┌──

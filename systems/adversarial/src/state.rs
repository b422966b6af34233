//! Copy-on-recurse overlay describing a hypothetical arrangement of agents.

use matter_core::{CellCoord, ElementId, GridView};
use matter_world::GridWorld;

#[derive(Clone, Copy, Debug, PartialEq, Eq)]
struct Token {
    id: ElementId,
    cell: CellCoord,
}

/// Positions of the mover and its tracked adversaries layered over the world.
///
/// The world itself is never written; each branch clones the overlay and
/// moves tokens inside it, so returning from a branch cannot leak state.
#[derive(Clone, Debug)]
pub(crate) struct SearchState<'a> {
    world: &'a GridWorld,
    mover: Token,
    adversaries: Vec<Token>,
}

impl<'a> SearchState<'a> {
    pub(crate) fn new(
        world: &'a GridWorld,
        mover: ElementId,
        start: CellCoord,
        adversaries: &[ElementId],
    ) -> Self {
        let adversaries = adversaries
            .iter()
            .filter_map(|id| {
                world.element(*id).map(|element| Token {
                    id: *id,
                    cell: element.cell(),
                })
            })
            .collect();
        Self {
            world,
            mover: Token {
                id: mover,
                cell: start,
            },
            adversaries,
        }
    }

    pub(crate) fn mover_cell(&self) -> CellCoord {
        self.mover.cell
    }

    pub(crate) fn adversary_count(&self) -> usize {
        self.adversaries.len()
    }

    pub(crate) fn adversary_cell(&self, index: usize) -> Option<CellCoord> {
        self.adversaries.get(index).map(|token| token.cell)
    }

    pub(crate) fn adversary_cells(&self) -> impl Iterator<Item = CellCoord> + '_ {
        self.adversaries.iter().map(|token| token.cell)
    }

    pub(crate) fn with_mover_at(&self, cell: CellCoord) -> Self {
        let mut next = self.clone();
        next.mover.cell = cell;
        next
    }

    pub(crate) fn with_adversary_at(&self, index: usize, cell: CellCoord) -> Self {
        let mut next = self.clone();
        if let Some(token) = next.adversaries.get_mut(index) {
            token.cell = cell;
        }
        next
    }

    fn is_tracked(&self, id: ElementId) -> bool {
        id == self.mover.id || self.adversaries.iter().any(|token| token.id == id)
    }
}

impl GridView for SearchState<'_> {
    fn dimensions(&self) -> (u32, u32) {
        self.world.dimensions()
    }

    fn is_wall(&self, cell: CellCoord) -> bool {
        self.world.is_wall(cell)
    }

    fn occupant(&self, cell: CellCoord) -> Option<ElementId> {
        if self.mover.cell == cell {
            return Some(self.mover.id);
        }
        if let Some(token) = self.adversaries.iter().find(|token| token.cell == cell) {
            return Some(token.id);
        }
        self.world
            .occupant(cell)
            .filter(|occupant| !self.is_tracked(*occupant))
    }
}

#[cfg(test)]
mod tests {
    use super::*;

    #[test]
    fn overlay_moves_tokens_without_touching_world() {
        let mut world = GridWorld::new(3, 3);
        let mover = ElementId::new(0);
        let other = ElementId::new(1);
        world.place(mover, CellCoord::new(0, 0)).expect("place");
        world.place(other, CellCoord::new(2, 2)).expect("place");

        let state = SearchState::new(&world, mover, CellCoord::new(0, 0), &[other]);
        let moved = state
            .with_mover_at(CellCoord::new(1, 0))
            .with_adversary_at(0, CellCoord::new(2, 1));

        assert_eq!(moved.occupant(CellCoord::new(0, 0)), None);
        assert_eq!(moved.occupant(CellCoord::new(1, 0)), Some(mover));
        assert_eq!(moved.occupant(CellCoord::new(2, 2)), None);
        assert_eq!(moved.occupant(CellCoord::new(2, 1)), Some(other));

        assert_eq!(state.occupant(CellCoord::new(0, 0)), Some(mover));
        assert_eq!(world.occupant(CellCoord::new(0, 0)), Some(mover));
        assert_eq!(world.occupant(CellCoord::new(2, 2)), Some(other));
    }
}
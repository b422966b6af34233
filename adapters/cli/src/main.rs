#![deny(
    unsafe_code,
    missing_docs,
    dead_code,
    unused_results,
    non_snake_case,
    unreachable_pub
)]

//! Command-line adapter that drives shape transformations and experiments.

mod output;

use std::{fs, path::PathBuf};

use anyhow::{Context, Result};
use clap::{Parser, Subcommand};
use matter_core::{Algorithm, ControlMode, MovementMode, ShapeKind, Topology};
use matter_system_analytics::{compare_algorithms, deadlock_heatmap};
use matter_system_orchestrator::{SimulationConfig, SimulationContext};
use tracing::info;
use tracing_subscriber::EnvFilter;

/// Filter used when `RUST_LOG` is not set.
const DEFAULT_FILTER: &str = "matter=info";

#[derive(Debug, Parser)]
#[command(name = "matter")]
#[command(about = "Moves grid elements into shapes and reports how it went")]
struct Cli {
    /// TOML file with simulation settings
    #[arg(long, global = true)]
    config: Option<PathBuf>,

    /// Overrides the configured random seed
    #[arg(long, global = true)]
    seed: Option<u64>,

    /// Overrides the configured grid width
    #[arg(long, global = true)]
    width: Option<u32>,

    /// Overrides the configured grid height
    #[arg(long, global = true)]
    height: Option<u32>,

    #[command(subcommand)]
    command: Command,
}

#[derive(Debug, Subcommand)]
enum Command {
    /// Run one transformation.
    Transform {
        /// Shape to form: square, circle, triangle, heart
        #[arg(long, default_value = "square")]
        shape: ShapeKind,
        /// Number of elements
        #[arg(long, default_value_t = 16)]
        elements: usize,
        /// Planner: astar, bfs, greedy, minimax, expectimax
        #[arg(long, default_value = "astar")]
        algorithm: Algorithm,
        /// Adjacency: von_neumann, moore
        #[arg(long, default_value = "von_neumann")]
        topology: Topology,
        /// Commit mode: sequential, parallel
        #[arg(long, default_value = "parallel")]
        movement: MovementMode,
        /// Control mode: centralized, independent
        #[arg(long, default_value = "independent")]
        control: ControlMode,
        /// Print the full report as JSON
        #[arg(long)]
        json: bool,
    },

    /// Run the same formation with every algorithm.
    Compare {
        /// Shape to form
        #[arg(long, default_value = "square")]
        shape: ShapeKind,
        /// Number of elements
        #[arg(long, default_value_t = 16)]
        elements: usize,
        /// Adjacency: von_neumann, moore
        #[arg(long, default_value = "von_neumann")]
        topology: Topology,
        /// Control mode: centralized, independent
        #[arg(long, default_value = "independent")]
        control: ControlMode,
        /// Print the results as JSON
        #[arg(long)]
        json: bool,
    },

    /// Count where elements get stranded over several seeded runs.
    Heatmap {
        /// Shape to form
        #[arg(long, default_value = "heart")]
        shape: ShapeKind,
        /// Number of elements
        #[arg(long, default_value_t = 16)]
        elements: usize,
        /// Adjacency: von_neumann, moore
        #[arg(long, default_value = "von_neumann")]
        topology: Topology,
        /// Number of runs, seeded consecutively from the configured seed
        #[arg(long, default_value_t = 10)]
        runs: u32,
        /// Print the heatmap as JSON
        #[arg(long)]
        json: bool,
    },

    /// List the accepted shapes.
    Shapes,

    /// List the accepted algorithms.
    Algorithms,
}

/// Entry point for the matter command-line interface.
fn main() -> Result<()> {
    let cli = Cli::parse();

    let filter =
        EnvFilter::try_from_default_env().unwrap_or_else(|_| EnvFilter::new(DEFAULT_FILTER));
    tracing_subscriber::fmt()
        .with_env_filter(filter)
        .with_writer(std::io::stderr)
        .init();

    let config = load_config(&cli)?;
    run(cli.command, config)
}

/// Reads the optional TOML file and applies command-line overrides.
fn load_config(cli: &Cli) -> Result<SimulationConfig> {
    let mut config = match &cli.config {
        Some(path) => {
            let text = fs::read_to_string(path)
                .with_context(|| format!("failed to read config {}", path.display()))?;
            toml::from_str(&text)
                .with_context(|| format!("failed to parse config {}", path.display()))?
        }
        None => SimulationConfig::default(),
    };
    if let Some(seed) = cli.seed {
        config.seed = seed;
    }
    if let Some(width) = cli.width {
        config.width = width;
    }
    if let Some(height) = cli.height {
        config.height = height;
    }
    Ok(config)
}

fn run(command: Command, config: SimulationConfig) -> Result<()> {
    match command {
        Command::Transform {
            shape,
            elements,
            algorithm,
            topology,
            movement,
            control,
            json,
        } => {
            let mut context =
                SimulationContext::new(config).context("invalid grid configuration")?;
            context
                .initialize(elements)
                .with_context(|| format!("cannot place {elements} elements"))?;
            let targets = context.set_targets(shape, elements);
            info!(event = "cli_transform", shape = shape.name(), targets = targets.len());

            let report = context.transform(algorithm, topology, movement, control);
            if json {
                let encoded =
                    serde_json::to_string_pretty(&report).context("failed to encode report")?;
                println!("{encoded}");
            } else {
                print!("{}", output::transform_summary(&report, &context.state()));
            }
        }

        Command::Compare {
            shape,
            elements,
            topology,
            control,
            json,
        } => {
            let results = compare_algorithms(&config, shape, elements, topology, control)
                .context("comparison failed")?;
            if json {
                let encoded =
                    serde_json::to_string_pretty(&results).context("failed to encode results")?;
                println!("{encoded}");
            } else {
                print!("{}", output::comparison_table(&results));
            }
        }

        Command::Heatmap {
            shape,
            elements,
            topology,
            runs,
            json,
        } => {
            let heatmap = deadlock_heatmap(&config, shape, elements, topology, runs)
                .context("heatmap failed")?;
            if json {
                let encoded =
                    serde_json::to_string_pretty(&heatmap).context("failed to encode heatmap")?;
                println!("{encoded}");
            } else {
                print!("{}", output::heatmap_grid(&heatmap));
            }
        }

        Command::Shapes => {
            for shape in ShapeKind::ALL {
                println!("{}", shape.name());
            }
        }

        Command::Algorithms => {
            for algorithm in Algorithm::ALL {
                let kind = if algorithm.is_adversarial() {
                    "adversarial"
                } else {
                    "baseline"
                };
                println!("{:<12}{kind}", algorithm.name());
            }
        }
    }
    Ok(())
}

#[cfg(test)]
mod tests {
    use super::*;

    #[test]
    fn transform_defaults_are_filled_in() {
        let cli = Cli::try_parse_from(["matter", "transform"]).expect("parse");
        match cli.command {
            Command::Transform {
                shape,
                elements,
                algorithm,
                topology,
                movement,
                control,
                json,
            } => {
                assert_eq!(shape, ShapeKind::Square);
                assert_eq!(elements, 16);
                assert_eq!(algorithm, Algorithm::AStar);
                assert_eq!(topology, Topology::VonNeumann);
                assert_eq!(movement, MovementMode::Parallel);
                assert_eq!(control, ControlMode::Independent);
                assert!(!json);
            }
            other => panic!("unexpected command: {other:?}"),
        }
    }

    #[test]
    fn global_overrides_apply_after_the_subcommand() {
        let cli = Cli::try_parse_from([
            "matter",
            "heatmap",
            "--runs",
            "3",
            "--seed",
            "99",
            "--width",
            "20",
        ])
        .expect("parse");
        let config = load_config(&cli).expect("config");
        assert_eq!(config.seed, 99);
        assert_eq!(config.width, 20);
        assert_eq!(config.height, SimulationConfig::default().height);
        assert!(matches!(cli.command, Command::Heatmap { runs: 3, .. }));
    }

    #[test]
    fn unknown_values_are_rejected() {
        assert!(Cli::try_parse_from(["matter", "transform", "--shape", "hexagon"]).is_err());
        assert!(Cli::try_parse_from(["matter", "compare", "--topology", "hex"]).is_err());
        assert!(Cli::try_parse_from(["matter", "transform", "--algorithm", "moore"]).is_err());
    }

    #[test]
    fn config_file_values_are_overridden_by_flags() {
        let path = std::env::temp_dir().join(format!("matter-cli-{}.toml", std::process::id()));
        fs::write(&path, "width = 30\nseed = 4\n[independent]\nmax_ticks = 50\n")
            .expect("write config");

        let path_arg = path.to_string_lossy().into_owned();
        let cli = Cli::try_parse_from(["matter", "--config", &path_arg, "--seed", "8", "shapes"])
            .expect("parse");
        let config = load_config(&cli).expect("config");
        fs::remove_file(&path).expect("remove config");

        assert_eq!(config.width, 30);
        assert_eq!(config.seed, 8);
        assert_eq!(config.independent.max_ticks, 50);
    }
}
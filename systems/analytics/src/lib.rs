#![deny(
    unsafe_code,
    missing_docs,
    dead_code,
    unused_results,
    non_snake_case,
    unreachable_pub
)]

//! Batch experiments built on top of the orchestrator.
//!
//! Every experiment runs fresh [`SimulationContext`]s so results never depend
//! on earlier runs, and derives its seeds from the supplied configuration.

mod heatmap;

use std::time::Duration;

use matter_core::{Algorithm, ControlMode, MovementMode, ShapeKind, Topology};
use matter_system_orchestrator::{SimulationConfig, SimulationContext, SimulationError};
use serde::{Deserialize, Serialize};
use tracing::info;

pub use heatmap::{deadlock_heatmap, DeadlockHeatmap};

/// Outcome of one algorithm in a comparison run.
#[derive(Clone, Debug, PartialEq, Serialize, Deserialize)]
pub struct AlgorithmResult {
    /// Algorithm that drove the run.
    pub algorithm: Algorithm,
    /// Fraction of targeted elements that ended on their target.
    pub success_rate: f64,
    /// Whether the run met its control mode's success criterion.
    pub success: bool,
    /// Number of committed moves.
    pub moves: usize,
    /// Search nodes expanded across the run.
    pub nodes_explored: u64,
    /// Recovery interventions applied.
    pub interventions: u32,
    /// Wall-clock duration of the transformation.
    pub elapsed: Duration,
}

/// Runs the same formation once per algorithm with parallel movement.
///
/// Each algorithm starts from an identically seeded context.
pub fn compare_algorithms(
    config: &SimulationConfig,
    shape: ShapeKind,
    count: usize,
    topology: Topology,
    control: ControlMode,
) -> Result<Vec<AlgorithmResult>, SimulationError> {
    Algorithm::ALL
        .iter()
        .map(|&algorithm| {
            let mut context = SimulationContext::new(config.clone())?;
            context.initialize(count)?;
            let _ = context.set_targets(shape, count);
            let report = context.transform(algorithm, topology, MovementMode::Parallel, control);
            info!(
                event = "comparison_run",
                algorithm = algorithm.name(),
                success_rate = report.success_rate,
                moves = report.moves.len()
            );
            Ok(AlgorithmResult {
                algorithm,
                success_rate: report.success_rate,
                success: report.success,
                moves: report.moves.len(),
                nodes_explored: report.nodes_explored,
                interventions: report.interventions,
                elapsed: report.elapsed,
            })
        })
        .collect()
}

#[cfg(test)]
mod tests {
    use super::*;

    #[test]
    fn comparison_covers_every_algorithm_in_order() {
        let config = SimulationConfig {
            width: 8,
            height: 8,
            ..SimulationConfig::default()
        };
        let results = compare_algorithms(
            &config,
            ShapeKind::Square,
            4,
            Topology::VonNeumann,
            ControlMode::Centralized,
        )
        .expect("comparison");

        let algorithms: Vec<Algorithm> = results.iter().map(|result| result.algorithm).collect();
        assert_eq!(algorithms, Algorithm::ALL.to_vec());
        assert!(results.iter().all(|result| result.moves > 0));
    }

    #[test]
    fn comparison_surfaces_setup_errors() {
        let config = SimulationConfig {
            width: 4,
            height: 4,
            ..SimulationConfig::default()
        };
        let error = compare_algorithms(
            &config,
            ShapeKind::Circle,
            5,
            Topology::Moore,
            ControlMode::Independent,
        )
        .expect_err("too many elements");
        assert_eq!(
            error,
            SimulationError::TooManyElements {
                requested: 5,
                capacity: 4
            }
        );
    }
}
//! Per-element position ring and the motion patterns read from it.

use std::collections::VecDeque;

use matter_core::{CellCoord, Topology};

/// Repeating motion recognised in a position history.
#[derive(Clone, Copy, Debug, PartialEq, Eq)]
pub enum MotionPattern {
    /// A-B-A-B back and forth between two cells.
    Oscillation,
    /// The last four positions repeat the four before them.
    Cycle,
    /// Von Neumann back and forth along one row or column.
    LineTrap,
}

impl MotionPattern {
    /// Number of distinct positions forming one period of the pattern.
    #[must_use]
    pub const fn period(self) -> usize {
        match self {
            Self::Oscillation | Self::LineTrap => 2,
            Self::Cycle => 4,
        }
    }
}

/// Recent distinct positions of one element and how long it has stood still.
#[derive(Clone, Debug, PartialEq, Eq)]
pub struct MotionHistory {
    positions: VecDeque<CellCoord>,
    capacity: usize,
    stuck: u32,
}

impl MotionHistory {
    /// Creates a history remembering at most `capacity` positions.
    #[must_use]
    pub fn new(capacity: usize) -> Self {
        Self {
            positions: VecDeque::with_capacity(capacity),
            capacity: capacity.max(1),
            stuck: 0,
        }
    }

    /// Records the element's cell for this tick.
    ///
    /// A new cell is appended and clears the stuck counter; the same cell
    /// counts as one more stuck tick.
    pub fn observe(&mut self, cell: CellCoord) {
        match self.positions.back() {
            Some(last) if *last == cell => self.stuck = self.stuck.saturating_add(1),
            Some(_) => {
                self.positions.push_back(cell);
                self.stuck = 0;
            }
            None => self.positions.push_back(cell),
        }
        while self.positions.len() > self.capacity {
            let _ = self.positions.pop_front();
        }
    }

    /// Counts a tick in which the element found nothing to do.
    pub fn mark_stuck(&mut self) {
        self.stuck = self.stuck.saturating_add(1);
    }

    /// Consecutive ticks without a position change.
    #[must_use]
    pub const fn stuck(&self) -> u32 {
        self.stuck
    }

    /// Remembered positions, oldest first.
    pub fn positions(&self) -> impl Iterator<Item = CellCoord> + '_ {
        self.positions.iter().copied()
    }

    /// The last `count` remembered positions, oldest first.
    #[must_use]
    pub fn recent(&self, count: usize) -> Vec<CellCoord> {
        let skip = self.positions.len().saturating_sub(count);
        self.positions.iter().skip(skip).copied().collect()
    }

    /// Detects the strongest repeating motion in the history.
    #[must_use]
    pub fn pattern(&self, topology: Topology) -> Option<MotionPattern> {
        let len = self.positions.len();
        if len < 4 {
            return None;
        }
        let at = |back: usize| self.positions[len - back];

        if len >= 8 && (1..=4).all(|back| at(back) == at(back + 4)) {
            return Some(MotionPattern::Cycle);
        }
        if at(4) == at(2) && at(3) == at(1) {
            return Some(MotionPattern::Oscillation);
        }
        if topology == Topology::VonNeumann {
            let last = self.recent(3);
            let anchor = at(1);
            let mut distinct = last.clone();
            distinct.sort_unstable();
            distinct.dedup();
            let same_column = last.iter().all(|cell| cell.column() == anchor.column());
            let same_row = last.iter().all(|cell| cell.row() == anchor.row());
            if distinct.len() <= 2 && (same_column || same_row) {
                return Some(MotionPattern::LineTrap);
            }
        }
        None
    }
}
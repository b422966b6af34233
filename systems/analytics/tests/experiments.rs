use matter_core::{CellCoord, ShapeKind, Topology};
use matter_system_analytics::deadlock_heatmap;
use matter_system_orchestrator::SimulationConfig;

fn config() -> SimulationConfig {
    SimulationConfig {
        width: 9,
        height: 9,
        seed: 3,
        ..SimulationConfig::default()
    }
}

#[test]
fn heatmap_is_reproducible_and_bounded_by_the_grid() {
    let first = deadlock_heatmap(&config(), ShapeKind::Heart, 6, Topology::VonNeumann, 3)
        .expect("heatmap");
    let second = deadlock_heatmap(&config(), ShapeKind::Heart, 6, Topology::VonNeumann, 3)
        .expect("heatmap");

    assert_eq!(first, second);
    assert_eq!(first.runs(), 3);
    assert_eq!(first.dimensions(), (9, 9));
    assert_eq!(first.counts().len(), 9);
    assert!(first.counts().iter().all(|row| row.len() == 9));

    let stranded: u32 = first.counts().iter().flatten().sum();
    assert!(stranded <= 6 * 3);
    for (cell, count) in first.hotspots() {
        assert!(count <= first.max());
        assert_ne!(cell, CellCoord::new(0, 0), "walls never hold elements");
    }
}

#[test]
fn heatmap_serializes_raw_and_normalised_grids() {
    let heatmap = deadlock_heatmap(&config(), ShapeKind::Square, 4, Topology::Moore, 1)
        .expect("heatmap");
    let json = serde_json::to_value(&heatmap).expect("json");

    assert_eq!(json["runs"], 1);
    assert_eq!(json["counts"].as_array().map(Vec::len), Some(9));
    assert_eq!(json["normalised"].as_array().map(Vec::len), Some(9));
    assert!(json["max"].is_u64());
}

└──

**EXERCISE DETAILS**
From the entries, report every line in which the string "Parser" occurs.

**PROBLEM SOLUTION**
use clap::{Parser, Subcommand};
#[derive(Debug, Parser)]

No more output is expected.